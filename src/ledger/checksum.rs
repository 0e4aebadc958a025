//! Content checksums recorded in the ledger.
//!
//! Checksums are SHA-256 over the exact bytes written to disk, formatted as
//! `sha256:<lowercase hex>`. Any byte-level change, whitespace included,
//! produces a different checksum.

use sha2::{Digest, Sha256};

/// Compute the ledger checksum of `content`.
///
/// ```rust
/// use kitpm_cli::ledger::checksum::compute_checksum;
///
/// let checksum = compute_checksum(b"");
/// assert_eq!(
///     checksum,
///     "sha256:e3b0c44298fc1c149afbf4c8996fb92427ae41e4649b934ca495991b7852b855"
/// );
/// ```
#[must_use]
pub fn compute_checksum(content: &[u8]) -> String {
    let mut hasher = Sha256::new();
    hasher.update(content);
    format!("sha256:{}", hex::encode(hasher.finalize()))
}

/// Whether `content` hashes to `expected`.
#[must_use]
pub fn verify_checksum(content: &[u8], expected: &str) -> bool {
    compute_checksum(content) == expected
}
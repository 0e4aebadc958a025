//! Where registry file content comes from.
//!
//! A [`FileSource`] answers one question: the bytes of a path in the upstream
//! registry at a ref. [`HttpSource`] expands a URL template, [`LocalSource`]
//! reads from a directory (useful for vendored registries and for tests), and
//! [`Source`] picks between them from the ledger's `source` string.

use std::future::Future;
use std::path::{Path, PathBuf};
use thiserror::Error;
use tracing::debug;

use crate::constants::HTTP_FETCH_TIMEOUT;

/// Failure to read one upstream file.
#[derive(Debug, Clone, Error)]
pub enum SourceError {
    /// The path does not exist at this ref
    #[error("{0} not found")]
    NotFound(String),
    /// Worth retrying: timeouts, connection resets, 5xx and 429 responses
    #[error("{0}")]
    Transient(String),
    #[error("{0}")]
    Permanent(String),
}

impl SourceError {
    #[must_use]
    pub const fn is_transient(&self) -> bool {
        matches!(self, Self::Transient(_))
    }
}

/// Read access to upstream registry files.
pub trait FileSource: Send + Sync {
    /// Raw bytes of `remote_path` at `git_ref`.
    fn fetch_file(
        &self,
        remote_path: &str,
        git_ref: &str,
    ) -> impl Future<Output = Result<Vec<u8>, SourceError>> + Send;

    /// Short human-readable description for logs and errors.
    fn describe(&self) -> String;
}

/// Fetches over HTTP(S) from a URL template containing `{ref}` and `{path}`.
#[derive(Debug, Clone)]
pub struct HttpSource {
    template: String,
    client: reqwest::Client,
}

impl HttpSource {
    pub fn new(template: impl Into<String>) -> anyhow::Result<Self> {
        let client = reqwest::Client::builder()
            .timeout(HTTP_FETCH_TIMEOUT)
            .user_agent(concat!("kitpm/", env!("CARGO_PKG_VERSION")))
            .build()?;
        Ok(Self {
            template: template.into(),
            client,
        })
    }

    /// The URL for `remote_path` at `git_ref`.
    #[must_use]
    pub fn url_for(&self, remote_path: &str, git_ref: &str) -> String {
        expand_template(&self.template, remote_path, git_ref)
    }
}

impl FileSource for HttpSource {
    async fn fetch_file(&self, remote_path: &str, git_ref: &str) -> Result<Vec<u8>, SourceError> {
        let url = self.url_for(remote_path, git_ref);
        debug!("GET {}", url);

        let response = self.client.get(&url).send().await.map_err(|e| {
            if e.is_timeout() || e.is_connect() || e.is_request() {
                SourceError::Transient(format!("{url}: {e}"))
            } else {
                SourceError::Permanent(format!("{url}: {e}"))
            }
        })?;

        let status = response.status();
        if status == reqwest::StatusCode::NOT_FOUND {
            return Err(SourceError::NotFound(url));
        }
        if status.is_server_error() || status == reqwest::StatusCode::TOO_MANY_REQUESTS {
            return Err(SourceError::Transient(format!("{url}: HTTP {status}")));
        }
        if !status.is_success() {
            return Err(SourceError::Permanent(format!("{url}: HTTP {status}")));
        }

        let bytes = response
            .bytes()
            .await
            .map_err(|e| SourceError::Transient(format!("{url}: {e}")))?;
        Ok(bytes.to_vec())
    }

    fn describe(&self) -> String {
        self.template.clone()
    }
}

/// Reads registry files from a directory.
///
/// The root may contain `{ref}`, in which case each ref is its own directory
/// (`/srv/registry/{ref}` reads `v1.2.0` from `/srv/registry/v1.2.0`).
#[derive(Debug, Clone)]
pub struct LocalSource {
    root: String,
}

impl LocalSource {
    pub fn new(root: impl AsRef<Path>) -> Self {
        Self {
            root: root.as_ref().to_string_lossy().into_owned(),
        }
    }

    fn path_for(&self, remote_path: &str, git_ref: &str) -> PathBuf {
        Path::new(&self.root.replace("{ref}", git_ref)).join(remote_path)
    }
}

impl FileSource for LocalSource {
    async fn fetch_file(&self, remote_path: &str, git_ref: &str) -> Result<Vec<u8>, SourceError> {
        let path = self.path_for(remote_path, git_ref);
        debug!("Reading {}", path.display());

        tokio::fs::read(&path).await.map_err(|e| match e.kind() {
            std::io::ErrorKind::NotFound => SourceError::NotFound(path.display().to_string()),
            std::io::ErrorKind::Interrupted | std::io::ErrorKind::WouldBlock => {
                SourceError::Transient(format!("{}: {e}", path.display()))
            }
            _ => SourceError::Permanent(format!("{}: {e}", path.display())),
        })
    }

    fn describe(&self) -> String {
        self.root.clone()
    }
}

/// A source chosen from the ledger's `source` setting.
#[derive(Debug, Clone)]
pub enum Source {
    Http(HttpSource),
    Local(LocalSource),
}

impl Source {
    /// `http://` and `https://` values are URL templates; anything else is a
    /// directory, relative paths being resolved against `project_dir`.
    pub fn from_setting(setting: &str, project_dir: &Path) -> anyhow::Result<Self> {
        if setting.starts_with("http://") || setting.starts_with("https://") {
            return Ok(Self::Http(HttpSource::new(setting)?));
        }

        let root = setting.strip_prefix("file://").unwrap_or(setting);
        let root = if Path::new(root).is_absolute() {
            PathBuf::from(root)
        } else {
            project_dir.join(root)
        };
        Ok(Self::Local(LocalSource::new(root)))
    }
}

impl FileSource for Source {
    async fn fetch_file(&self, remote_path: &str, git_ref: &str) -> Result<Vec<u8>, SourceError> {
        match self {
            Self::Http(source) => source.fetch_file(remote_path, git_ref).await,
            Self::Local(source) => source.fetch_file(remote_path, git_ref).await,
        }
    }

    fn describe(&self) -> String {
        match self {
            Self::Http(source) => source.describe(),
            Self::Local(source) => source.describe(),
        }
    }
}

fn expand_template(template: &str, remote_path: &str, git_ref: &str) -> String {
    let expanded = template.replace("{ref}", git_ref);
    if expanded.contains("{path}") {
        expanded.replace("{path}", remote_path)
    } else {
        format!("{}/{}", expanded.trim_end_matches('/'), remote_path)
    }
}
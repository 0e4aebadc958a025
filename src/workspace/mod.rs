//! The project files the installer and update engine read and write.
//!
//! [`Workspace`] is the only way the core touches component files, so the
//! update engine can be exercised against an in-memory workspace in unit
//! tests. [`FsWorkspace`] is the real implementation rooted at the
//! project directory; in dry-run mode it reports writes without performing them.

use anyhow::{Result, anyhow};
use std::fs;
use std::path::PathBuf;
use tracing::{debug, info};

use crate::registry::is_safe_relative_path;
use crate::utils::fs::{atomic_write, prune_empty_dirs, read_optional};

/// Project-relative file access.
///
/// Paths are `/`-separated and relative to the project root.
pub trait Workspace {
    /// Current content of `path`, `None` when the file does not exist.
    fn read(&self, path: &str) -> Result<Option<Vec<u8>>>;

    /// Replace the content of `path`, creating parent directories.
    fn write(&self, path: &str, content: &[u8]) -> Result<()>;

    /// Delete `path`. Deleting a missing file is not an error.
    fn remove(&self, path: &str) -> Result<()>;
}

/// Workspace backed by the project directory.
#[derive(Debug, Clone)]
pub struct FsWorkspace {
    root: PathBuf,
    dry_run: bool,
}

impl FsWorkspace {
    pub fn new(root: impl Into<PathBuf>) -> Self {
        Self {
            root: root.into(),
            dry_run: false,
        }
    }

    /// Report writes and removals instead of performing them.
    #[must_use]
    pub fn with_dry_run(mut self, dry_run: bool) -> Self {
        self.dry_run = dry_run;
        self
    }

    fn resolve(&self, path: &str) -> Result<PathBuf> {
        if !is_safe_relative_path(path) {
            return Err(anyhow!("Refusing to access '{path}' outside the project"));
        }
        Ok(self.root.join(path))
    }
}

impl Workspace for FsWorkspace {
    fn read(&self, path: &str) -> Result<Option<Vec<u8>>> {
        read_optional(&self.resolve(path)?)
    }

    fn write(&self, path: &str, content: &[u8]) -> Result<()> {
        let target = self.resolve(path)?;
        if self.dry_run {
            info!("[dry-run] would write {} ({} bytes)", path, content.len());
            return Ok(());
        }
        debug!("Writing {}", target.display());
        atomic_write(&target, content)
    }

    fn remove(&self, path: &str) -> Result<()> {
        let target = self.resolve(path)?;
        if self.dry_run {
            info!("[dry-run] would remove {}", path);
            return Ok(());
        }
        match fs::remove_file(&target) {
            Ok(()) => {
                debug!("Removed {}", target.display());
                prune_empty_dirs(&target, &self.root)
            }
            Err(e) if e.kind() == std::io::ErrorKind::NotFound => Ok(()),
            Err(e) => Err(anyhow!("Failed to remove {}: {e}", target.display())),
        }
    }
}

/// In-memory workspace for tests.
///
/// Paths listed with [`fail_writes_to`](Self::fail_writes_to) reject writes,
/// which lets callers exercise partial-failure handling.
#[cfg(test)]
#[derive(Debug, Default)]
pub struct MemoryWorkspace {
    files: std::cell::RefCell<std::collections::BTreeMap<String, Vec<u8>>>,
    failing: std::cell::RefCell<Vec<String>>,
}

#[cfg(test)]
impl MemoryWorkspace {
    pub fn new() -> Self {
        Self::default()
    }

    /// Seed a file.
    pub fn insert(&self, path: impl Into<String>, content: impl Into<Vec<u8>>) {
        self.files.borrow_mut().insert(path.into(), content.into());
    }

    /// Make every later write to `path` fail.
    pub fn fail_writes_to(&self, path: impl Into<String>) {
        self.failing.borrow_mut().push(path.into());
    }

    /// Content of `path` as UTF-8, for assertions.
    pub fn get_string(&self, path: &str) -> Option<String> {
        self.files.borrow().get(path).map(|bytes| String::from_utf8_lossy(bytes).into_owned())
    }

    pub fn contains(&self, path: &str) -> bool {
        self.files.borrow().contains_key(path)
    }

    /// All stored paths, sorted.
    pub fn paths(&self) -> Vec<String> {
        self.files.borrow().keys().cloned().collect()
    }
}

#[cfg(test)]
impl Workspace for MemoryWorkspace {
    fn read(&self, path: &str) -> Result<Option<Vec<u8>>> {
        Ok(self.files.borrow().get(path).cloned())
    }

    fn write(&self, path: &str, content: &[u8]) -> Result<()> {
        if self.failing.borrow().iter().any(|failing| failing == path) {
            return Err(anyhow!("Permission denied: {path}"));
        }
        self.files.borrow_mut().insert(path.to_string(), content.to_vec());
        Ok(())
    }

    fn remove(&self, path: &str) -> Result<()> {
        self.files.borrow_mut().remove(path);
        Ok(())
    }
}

--

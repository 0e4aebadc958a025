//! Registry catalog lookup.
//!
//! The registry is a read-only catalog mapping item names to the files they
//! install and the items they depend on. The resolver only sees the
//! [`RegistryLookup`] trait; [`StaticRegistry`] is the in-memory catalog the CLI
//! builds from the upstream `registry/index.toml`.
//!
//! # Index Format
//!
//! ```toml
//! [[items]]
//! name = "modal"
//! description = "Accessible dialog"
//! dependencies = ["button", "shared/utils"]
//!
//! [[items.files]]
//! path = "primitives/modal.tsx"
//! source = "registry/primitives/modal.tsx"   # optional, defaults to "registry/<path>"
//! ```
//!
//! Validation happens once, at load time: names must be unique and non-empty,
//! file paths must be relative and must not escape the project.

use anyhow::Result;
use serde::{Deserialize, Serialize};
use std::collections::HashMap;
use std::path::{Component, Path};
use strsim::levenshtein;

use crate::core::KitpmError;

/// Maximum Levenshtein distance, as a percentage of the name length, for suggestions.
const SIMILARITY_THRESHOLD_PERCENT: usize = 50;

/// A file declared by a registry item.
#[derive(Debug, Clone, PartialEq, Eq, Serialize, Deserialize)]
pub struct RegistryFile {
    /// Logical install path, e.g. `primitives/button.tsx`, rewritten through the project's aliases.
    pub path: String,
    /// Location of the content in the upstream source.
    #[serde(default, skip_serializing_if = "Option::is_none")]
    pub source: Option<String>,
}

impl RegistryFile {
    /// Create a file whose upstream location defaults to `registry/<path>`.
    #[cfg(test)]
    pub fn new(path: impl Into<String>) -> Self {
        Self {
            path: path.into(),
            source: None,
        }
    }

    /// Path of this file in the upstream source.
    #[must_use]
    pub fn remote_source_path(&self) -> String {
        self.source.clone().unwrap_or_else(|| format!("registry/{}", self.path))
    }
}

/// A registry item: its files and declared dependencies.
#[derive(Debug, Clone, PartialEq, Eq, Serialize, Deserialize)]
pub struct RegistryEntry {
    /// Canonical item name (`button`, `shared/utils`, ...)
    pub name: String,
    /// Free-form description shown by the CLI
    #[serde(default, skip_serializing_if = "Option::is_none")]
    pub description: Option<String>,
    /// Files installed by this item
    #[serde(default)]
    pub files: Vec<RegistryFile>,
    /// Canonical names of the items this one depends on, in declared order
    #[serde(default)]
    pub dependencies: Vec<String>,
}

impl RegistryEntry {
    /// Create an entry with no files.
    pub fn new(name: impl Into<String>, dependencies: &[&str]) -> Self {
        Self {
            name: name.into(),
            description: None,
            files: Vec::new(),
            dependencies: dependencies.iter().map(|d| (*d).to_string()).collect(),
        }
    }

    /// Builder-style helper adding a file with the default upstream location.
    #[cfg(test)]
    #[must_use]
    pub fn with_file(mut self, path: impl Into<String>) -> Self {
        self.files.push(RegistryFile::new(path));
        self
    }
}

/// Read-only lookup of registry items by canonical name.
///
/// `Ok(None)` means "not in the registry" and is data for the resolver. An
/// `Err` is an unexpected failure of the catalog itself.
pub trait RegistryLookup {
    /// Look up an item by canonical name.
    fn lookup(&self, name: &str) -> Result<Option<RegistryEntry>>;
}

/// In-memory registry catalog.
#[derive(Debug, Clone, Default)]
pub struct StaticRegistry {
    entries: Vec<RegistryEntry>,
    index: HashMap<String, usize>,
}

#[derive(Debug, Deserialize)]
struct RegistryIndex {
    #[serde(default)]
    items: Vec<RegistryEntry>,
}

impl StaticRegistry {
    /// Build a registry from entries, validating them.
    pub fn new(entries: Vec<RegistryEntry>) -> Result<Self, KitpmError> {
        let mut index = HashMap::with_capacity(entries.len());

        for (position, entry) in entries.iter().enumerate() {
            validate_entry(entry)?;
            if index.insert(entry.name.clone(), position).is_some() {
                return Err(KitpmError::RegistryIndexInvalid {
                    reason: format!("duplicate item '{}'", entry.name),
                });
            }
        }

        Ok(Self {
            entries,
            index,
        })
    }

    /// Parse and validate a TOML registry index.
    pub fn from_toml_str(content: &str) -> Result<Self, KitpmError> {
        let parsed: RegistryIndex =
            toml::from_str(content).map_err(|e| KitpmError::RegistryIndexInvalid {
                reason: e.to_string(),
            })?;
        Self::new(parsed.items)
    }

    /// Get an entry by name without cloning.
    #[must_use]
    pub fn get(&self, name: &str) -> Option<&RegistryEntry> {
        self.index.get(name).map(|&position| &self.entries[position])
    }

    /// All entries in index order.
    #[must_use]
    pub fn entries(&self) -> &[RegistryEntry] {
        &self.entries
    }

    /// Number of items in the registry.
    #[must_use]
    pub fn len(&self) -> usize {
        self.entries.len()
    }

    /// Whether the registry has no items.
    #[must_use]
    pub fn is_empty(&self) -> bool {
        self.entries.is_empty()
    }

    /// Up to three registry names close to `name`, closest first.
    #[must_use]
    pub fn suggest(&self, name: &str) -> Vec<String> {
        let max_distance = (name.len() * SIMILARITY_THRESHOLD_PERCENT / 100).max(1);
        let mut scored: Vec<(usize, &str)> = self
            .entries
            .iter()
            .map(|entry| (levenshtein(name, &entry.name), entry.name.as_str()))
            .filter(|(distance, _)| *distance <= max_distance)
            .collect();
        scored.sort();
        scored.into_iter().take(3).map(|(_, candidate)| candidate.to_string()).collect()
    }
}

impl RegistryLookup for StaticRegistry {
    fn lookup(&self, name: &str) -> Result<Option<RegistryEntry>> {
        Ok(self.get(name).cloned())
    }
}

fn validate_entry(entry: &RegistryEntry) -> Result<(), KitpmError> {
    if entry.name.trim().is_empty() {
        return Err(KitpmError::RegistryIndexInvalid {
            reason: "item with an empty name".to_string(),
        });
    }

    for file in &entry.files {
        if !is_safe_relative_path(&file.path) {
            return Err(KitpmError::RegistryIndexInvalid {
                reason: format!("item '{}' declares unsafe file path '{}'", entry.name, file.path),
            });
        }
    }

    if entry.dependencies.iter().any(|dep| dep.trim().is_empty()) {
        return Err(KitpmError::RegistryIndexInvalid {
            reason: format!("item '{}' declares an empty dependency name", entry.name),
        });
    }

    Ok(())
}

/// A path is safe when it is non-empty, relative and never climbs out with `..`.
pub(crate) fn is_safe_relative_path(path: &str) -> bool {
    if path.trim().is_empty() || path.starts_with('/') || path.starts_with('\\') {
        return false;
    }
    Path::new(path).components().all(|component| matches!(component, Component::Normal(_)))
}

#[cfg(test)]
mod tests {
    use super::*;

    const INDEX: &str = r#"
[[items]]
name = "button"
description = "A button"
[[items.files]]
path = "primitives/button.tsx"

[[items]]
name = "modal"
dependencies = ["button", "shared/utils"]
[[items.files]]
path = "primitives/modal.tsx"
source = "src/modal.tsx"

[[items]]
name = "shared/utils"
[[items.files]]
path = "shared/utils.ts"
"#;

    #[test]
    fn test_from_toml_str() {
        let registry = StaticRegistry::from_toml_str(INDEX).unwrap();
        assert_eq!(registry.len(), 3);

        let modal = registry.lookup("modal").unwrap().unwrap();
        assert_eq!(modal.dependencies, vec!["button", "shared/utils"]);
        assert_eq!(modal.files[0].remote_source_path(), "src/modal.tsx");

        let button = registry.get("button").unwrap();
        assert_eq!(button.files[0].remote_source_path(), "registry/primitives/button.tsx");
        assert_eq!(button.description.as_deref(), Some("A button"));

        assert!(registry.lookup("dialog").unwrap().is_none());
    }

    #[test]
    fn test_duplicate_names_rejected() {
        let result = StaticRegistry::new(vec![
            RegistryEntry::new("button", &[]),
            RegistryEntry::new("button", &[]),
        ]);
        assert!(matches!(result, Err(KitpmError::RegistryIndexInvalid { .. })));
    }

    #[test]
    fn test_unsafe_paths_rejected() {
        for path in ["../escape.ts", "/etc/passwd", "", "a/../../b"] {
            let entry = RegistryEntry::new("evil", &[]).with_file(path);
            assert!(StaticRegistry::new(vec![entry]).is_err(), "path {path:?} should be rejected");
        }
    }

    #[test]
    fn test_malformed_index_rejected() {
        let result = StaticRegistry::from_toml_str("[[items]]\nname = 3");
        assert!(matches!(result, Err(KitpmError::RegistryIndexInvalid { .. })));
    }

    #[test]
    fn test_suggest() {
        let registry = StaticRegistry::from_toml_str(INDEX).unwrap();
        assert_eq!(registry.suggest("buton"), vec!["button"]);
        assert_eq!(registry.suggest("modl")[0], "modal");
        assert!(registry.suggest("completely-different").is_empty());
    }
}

--

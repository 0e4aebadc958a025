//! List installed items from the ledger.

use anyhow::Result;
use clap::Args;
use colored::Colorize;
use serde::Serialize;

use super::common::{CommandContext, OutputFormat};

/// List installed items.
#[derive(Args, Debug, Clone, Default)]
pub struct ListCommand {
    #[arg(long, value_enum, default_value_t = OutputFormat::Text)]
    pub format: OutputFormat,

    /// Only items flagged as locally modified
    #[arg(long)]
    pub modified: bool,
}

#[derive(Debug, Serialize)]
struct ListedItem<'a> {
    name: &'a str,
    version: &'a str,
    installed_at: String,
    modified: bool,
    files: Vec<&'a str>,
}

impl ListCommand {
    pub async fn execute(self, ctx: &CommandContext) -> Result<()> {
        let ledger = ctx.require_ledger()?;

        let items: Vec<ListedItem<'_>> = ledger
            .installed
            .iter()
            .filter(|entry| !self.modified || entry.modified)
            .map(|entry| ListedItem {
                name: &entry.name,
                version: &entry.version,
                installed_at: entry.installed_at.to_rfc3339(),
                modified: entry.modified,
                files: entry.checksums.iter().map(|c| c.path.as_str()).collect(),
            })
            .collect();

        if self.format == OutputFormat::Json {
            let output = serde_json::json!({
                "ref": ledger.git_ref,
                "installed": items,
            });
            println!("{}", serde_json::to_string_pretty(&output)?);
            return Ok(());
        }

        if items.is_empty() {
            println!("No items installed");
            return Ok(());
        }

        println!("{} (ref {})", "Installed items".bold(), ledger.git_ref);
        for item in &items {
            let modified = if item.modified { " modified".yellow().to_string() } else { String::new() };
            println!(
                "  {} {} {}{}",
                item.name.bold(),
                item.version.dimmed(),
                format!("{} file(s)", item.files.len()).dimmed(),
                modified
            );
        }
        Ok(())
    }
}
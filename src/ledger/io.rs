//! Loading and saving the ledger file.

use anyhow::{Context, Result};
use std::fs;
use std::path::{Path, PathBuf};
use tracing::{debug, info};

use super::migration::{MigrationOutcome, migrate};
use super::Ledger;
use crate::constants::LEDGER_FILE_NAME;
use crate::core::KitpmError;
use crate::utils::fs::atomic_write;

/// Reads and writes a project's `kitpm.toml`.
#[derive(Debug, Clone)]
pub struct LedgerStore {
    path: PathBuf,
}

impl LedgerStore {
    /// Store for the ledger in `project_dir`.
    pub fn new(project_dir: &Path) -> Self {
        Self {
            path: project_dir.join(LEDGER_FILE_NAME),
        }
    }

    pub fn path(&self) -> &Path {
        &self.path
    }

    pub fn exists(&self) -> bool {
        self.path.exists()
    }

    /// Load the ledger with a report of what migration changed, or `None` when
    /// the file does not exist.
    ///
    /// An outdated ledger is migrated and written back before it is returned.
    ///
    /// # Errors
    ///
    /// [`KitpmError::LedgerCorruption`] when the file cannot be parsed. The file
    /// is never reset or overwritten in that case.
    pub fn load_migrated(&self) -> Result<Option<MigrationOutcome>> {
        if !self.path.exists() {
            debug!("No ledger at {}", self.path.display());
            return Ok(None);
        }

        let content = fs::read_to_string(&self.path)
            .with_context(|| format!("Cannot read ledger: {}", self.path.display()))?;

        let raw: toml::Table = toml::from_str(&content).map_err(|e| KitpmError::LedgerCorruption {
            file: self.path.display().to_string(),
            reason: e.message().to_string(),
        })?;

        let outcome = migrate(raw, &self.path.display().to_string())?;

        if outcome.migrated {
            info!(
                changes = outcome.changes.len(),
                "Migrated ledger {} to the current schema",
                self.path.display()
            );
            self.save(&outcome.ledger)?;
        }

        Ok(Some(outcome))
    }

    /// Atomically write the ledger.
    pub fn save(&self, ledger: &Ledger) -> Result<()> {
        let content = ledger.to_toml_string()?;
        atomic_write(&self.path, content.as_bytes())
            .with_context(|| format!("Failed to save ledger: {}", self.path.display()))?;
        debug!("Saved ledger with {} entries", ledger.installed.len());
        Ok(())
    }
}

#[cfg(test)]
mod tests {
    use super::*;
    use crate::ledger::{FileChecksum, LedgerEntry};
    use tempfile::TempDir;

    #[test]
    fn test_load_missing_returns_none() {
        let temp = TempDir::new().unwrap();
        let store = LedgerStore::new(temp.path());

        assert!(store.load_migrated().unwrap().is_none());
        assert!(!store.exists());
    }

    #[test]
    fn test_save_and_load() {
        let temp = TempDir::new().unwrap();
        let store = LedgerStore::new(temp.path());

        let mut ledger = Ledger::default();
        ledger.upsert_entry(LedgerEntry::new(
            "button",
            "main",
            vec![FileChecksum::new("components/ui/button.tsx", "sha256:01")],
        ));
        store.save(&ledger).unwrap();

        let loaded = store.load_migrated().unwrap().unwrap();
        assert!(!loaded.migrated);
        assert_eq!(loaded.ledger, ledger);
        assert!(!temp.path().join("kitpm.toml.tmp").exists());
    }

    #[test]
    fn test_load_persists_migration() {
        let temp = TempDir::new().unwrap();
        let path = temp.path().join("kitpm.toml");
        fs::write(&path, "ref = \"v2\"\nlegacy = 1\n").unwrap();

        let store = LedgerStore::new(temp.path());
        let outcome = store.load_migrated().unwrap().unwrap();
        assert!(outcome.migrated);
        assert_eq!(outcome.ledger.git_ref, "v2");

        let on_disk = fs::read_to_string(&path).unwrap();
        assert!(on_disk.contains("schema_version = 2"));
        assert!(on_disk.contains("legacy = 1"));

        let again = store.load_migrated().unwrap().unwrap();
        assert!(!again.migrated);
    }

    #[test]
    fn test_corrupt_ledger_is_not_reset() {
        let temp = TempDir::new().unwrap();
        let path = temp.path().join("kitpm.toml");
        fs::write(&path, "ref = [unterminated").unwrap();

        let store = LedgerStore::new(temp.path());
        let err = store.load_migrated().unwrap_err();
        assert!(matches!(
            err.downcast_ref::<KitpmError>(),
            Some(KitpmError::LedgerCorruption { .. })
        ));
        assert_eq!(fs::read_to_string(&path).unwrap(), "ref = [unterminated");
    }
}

--

_What is required_
Using the records above, report each line with the string "utils".

_Reply_
use crate::utils::fs::{atomic_write, prune_empty_dirs, read_optional};
//! dependencies = ["button", "shared/utils"]
    /// Canonical item name (`button`, `shared/utils`, ...)
dependencies = ["button", "shared/utils"]
name = "shared/utils"
path = "shared/utils.ts"
        assert_eq!(modal.dependencies, vec!["button", "shared/utils"]);
use crate::utils::fs::atomic_write;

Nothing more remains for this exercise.